• [Task directions]:
Would you return every line of the listing below that has "Serialize" in it?
****
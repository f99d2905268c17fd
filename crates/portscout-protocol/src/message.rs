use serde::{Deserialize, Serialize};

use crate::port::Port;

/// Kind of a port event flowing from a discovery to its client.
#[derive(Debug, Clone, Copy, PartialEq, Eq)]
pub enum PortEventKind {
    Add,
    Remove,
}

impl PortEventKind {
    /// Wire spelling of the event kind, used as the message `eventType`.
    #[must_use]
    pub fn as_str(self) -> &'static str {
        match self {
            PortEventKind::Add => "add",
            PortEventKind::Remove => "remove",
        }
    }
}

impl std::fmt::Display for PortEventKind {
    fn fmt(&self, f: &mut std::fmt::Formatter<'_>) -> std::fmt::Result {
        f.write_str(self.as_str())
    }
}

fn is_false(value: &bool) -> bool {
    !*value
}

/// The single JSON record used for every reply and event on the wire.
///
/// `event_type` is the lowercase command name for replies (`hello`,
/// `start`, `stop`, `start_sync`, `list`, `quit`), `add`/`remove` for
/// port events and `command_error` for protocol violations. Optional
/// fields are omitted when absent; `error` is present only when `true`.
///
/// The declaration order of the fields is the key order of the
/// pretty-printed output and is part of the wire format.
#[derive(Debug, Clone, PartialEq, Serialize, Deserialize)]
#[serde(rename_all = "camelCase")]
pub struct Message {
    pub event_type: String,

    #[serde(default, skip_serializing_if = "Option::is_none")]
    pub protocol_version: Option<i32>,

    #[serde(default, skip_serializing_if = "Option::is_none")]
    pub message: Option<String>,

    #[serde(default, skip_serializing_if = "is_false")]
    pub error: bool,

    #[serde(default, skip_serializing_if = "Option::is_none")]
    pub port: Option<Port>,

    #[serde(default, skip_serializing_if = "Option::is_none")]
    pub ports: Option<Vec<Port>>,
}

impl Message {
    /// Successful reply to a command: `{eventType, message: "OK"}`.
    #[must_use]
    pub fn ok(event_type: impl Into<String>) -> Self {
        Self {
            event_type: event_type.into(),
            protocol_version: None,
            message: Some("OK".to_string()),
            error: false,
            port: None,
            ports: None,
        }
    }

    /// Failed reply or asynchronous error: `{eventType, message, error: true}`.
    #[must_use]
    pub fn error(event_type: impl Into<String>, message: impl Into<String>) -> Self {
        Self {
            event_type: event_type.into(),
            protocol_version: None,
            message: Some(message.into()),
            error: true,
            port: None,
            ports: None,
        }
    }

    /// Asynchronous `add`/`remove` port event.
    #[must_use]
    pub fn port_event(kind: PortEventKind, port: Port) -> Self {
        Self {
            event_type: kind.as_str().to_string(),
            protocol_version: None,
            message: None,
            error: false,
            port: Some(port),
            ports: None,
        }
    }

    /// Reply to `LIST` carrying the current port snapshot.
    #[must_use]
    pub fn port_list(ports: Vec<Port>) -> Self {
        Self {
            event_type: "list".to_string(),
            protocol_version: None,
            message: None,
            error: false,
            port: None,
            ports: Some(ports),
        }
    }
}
****
• [Task output]:
use serde::{Deserialize, Serialize};
#[derive(Debug, Clone, PartialEq, Serialize, Deserialize)]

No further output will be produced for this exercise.